There are lots of great camp sites in NZ. Our favourite places to stay are the DOC campgrounds. These are run by the Department of Conservation (DOC), are located in beautiful conservation land and are cheap! The standard campgrounds cost $6 per person per night. For this you get a field, a toilet and a water source – what else do you need? We tend to stay in these, or freedom camp, for a few nights. If we are staying in one of our HiAces we then book into a Holiday Park when we really need a shower. Holiday parks will cost anywhere from $10 to $25 per person, and have facilities such as hot showers, kitchens, laundry, TV lounge, book swap etc.
Freedom Camping Etiquette
If you do come across a beautiful spot where you would like to spend the night, please follow these guidelines:
1/ Assume Nothing – Ask a Local. Make sure that you are staying on public land, and that you are allowed to do so. Ask at the nearest house, or check with the local i-Site (information centre).
2/ Use the Facilities – Leave No Trace. Public toilets are abundant in NZ, so there is no excuse for leaving toilet paper (or even human waste) lying around.

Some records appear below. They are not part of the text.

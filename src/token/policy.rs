//! Backoff and proactive refresh policy for token acquisition.

// std
use std::time::Duration as StdDuration;
// self
use crate::{_prelude::*, error::ConfigError};

/// Token acquisition policy.
///
/// `max_attempts` is `None` by default, meaning acquisition retries for as long as the caller
/// keeps awaiting it. Set a ceiling to make [`TokenManager::ensure_valid_token`] give up.
///
/// [`TokenManager::ensure_valid_token`]: crate::token::TokenManager::ensure_valid_token
#[derive(Clone, Debug, PartialEq, Serialize, Deserialize)]
#[serde(default, rename_all = "camelCase")]
pub struct TokenPolicy {
	/// Delay after the first failure; doubles per consecutive failure.
	pub backoff_base: StdDuration,
	/// Upper bound on any single backoff delay.
	pub backoff_cap: StdDuration,
	/// Optional per-call attempt ceiling.
	pub max_attempts: Option<u32>,
	/// Fraction of the remaining lifetime after which a proactive refresh fires.
	pub refresh_ratio: f64,
}
impl TokenPolicy {
	/// Checks ratio bounds and the optional ceiling.
	pub fn validate(&self) -> Result<(), ConfigError> {
		if !(self.refresh_ratio > 0.0 && self.refresh_ratio <= 1.0) {
			return Err(ConfigError::InvalidRefreshRatio { ratio: self.refresh_ratio });
		}
		if self.max_attempts == Some(0) {
			return Err(ConfigError::ZeroTokenAttempts);
		}

		Ok(())
	}

	/// Backoff before the next attempt given the current failure streak length.
	pub fn backoff_delay(&self, attempt_count: u32) -> StdDuration {
		backoff_delay(self.backoff_base, self.backoff_cap, attempt_count)
	}
}
impl Default for TokenPolicy {
	fn default() -> Self {
		Self {
			backoff_base: StdDuration::from_millis(1_000),
			backoff_cap: StdDuration::from_millis(30_000),
			max_attempts: None,
			refresh_ratio: 0.8,
		}
	}
}

/// `min(base × 2^attempt_count, cap)`, saturating instead of overflowing.
pub fn backoff_delay(base: StdDuration, cap: StdDuration, attempt_count: u32) -> StdDuration {
	let factor = 2_u32.checked_pow(attempt_count).unwrap_or(u32::MAX);

	base.checked_mul(factor).unwrap_or(cap).min(cap)
}

#[cfg(test)]
mod tests {
	// self
	use super::*;

	#[test]
	fn nth_failure_waits_base_times_two_to_the_n_minus_one() {
		let policy = TokenPolicy::default();

		for n in 1..=12_u32 {
			let expected = (1_000_u64 * 2_u64.pow(n - 1)).min(30_000);

			assert_eq!(policy.backoff_delay(n - 1), StdDuration::from_millis(expected), "n = {n}");
		}
	}

	#[test]
	fn large_streaks_saturate_at_cap() {
		let policy = TokenPolicy::default();

		assert_eq!(policy.backoff_delay(31), StdDuration::from_secs(30));
		assert_eq!(policy.backoff_delay(32), StdDuration::from_secs(30));
		assert_eq!(policy.backoff_delay(u32::MAX), StdDuration::from_secs(30));
	}

	#[test]
	fn validation_rejects_bad_ratio_and_zero_ceiling() {
		let zero_ratio = TokenPolicy { refresh_ratio: 0.0, ..TokenPolicy::default() };
		let nan_ratio = TokenPolicy { refresh_ratio: f64::NAN, ..TokenPolicy::default() };
		let zero_ceiling = TokenPolicy { max_attempts: Some(0), ..TokenPolicy::default() };

		assert!(matches!(zero_ratio.validate(), Err(ConfigError::InvalidRefreshRatio { .. })));
		assert!(matches!(nan_ratio.validate(), Err(ConfigError::InvalidRefreshRatio { .. })));
		assert!(matches!(zero_ceiling.validate(), Err(ConfigError::ZeroTokenAttempts)));
		assert!(TokenPolicy::default().validate().is_ok());
	}
}
use std::io::{BufRead, BufReader, Write};
use std::net::{SocketAddr, TcpStream};
use std::time::Duration;

use anyhow::{Context, Result, bail};
use clap::ArgMatches;
use tally_config::Config;

const HEALTHY: &str = "health: up";

/// Sends the `health` command to the admin channel at `addr` and checks the reply.
pub fn check_health(addr: SocketAddr, timeout: Duration) -> Result<()> {
    let mut stream = TcpStream::connect_timeout(&addr, timeout)
        .with_context(|| format!("could not connect to tally at {addr}"))?;
    stream.set_read_timeout(Some(timeout))?;
    stream.set_write_timeout(Some(timeout))?;

    stream.write_all(b"health\n")?;

    let mut reader = BufReader::new(stream.try_clone()?);
    let mut body = Vec::new();
    loop {
        let mut line = String::new();
        if reader.read_line(&mut line)? == 0 {
            bail!("connection closed before the end of the response");
        }

        match line.trim_end() {
            "END" => break,
            line => body.push(line.to_owned()),
        }
    }

    // The server closes the connection on its own after the read timeout.
    stream.write_all(b"quit\n").ok();

    if body != [HEALTHY] {
        bail!("tally is unhealthy: {}", body.join(" "));
    }

    Ok(())
}

pub fn healthcheck(config: &Config, matches: &ArgMatches) -> Result<()> {
    let timeout = matches.get_one::<u64>("timeout").copied().unwrap_or(5);

    let addr = matches
        .get_one::<SocketAddr>("addr")
        .copied()
        .unwrap_or_else(|| config.admin_addr());

    match check_health(addr, Duration::from_secs(timeout)) {
        Ok(()) => {
            tally_log::info!("tally at {addr} is healthy");
            Ok(())
        }
        Err(err) => {
            tally_log::error!("tally is unhealthy. Error: {err:#}");
            Err(err)
        }
    }
}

Also make sure that you tidy your campground before leaving – make sure all rubbish finds a bin, or (better still) is recycled. If you see rubbish left by someone else, do your good deed for the day by picking it up and helping dispose of it correctly.
3/ Protect the Environment – Be Aware. New Zealand’s ecosystem is beautiful and fragile. Be aware of where you are parking and avoid damaging vegetation. Also be aware of the local fire danger, and follow the rules for open fires. Open fires are often prohibited during the summer months as the land is so dry a small spark can have devastating effects.
Freedom Camping Resources
Finally, if you are travelling with a Tablet or Smart Phone, there are some great Apps available to help you find off the beaten track camping options.
• Camping NZ (aka the Rankers App). This is by far our favourite! It lists every designated camp site in NZ (including the free ones) and includes reviews of most. It also lists and reviews great free things to do, and the best paid things too. Well worth the $15.99 cost!
• CamperMate – also includes wifi spots, recycling bins, public toilets, petrol stations & supermarkets!
• WikiCamps NZ – includes backpacker hostels, points of interest, information centres & day stops.
If you are not travelling with ‘smart’ devices or if you feel like talking to real people for information, the information centres around New Zealand (called i-sites) are a great place to get information and advice.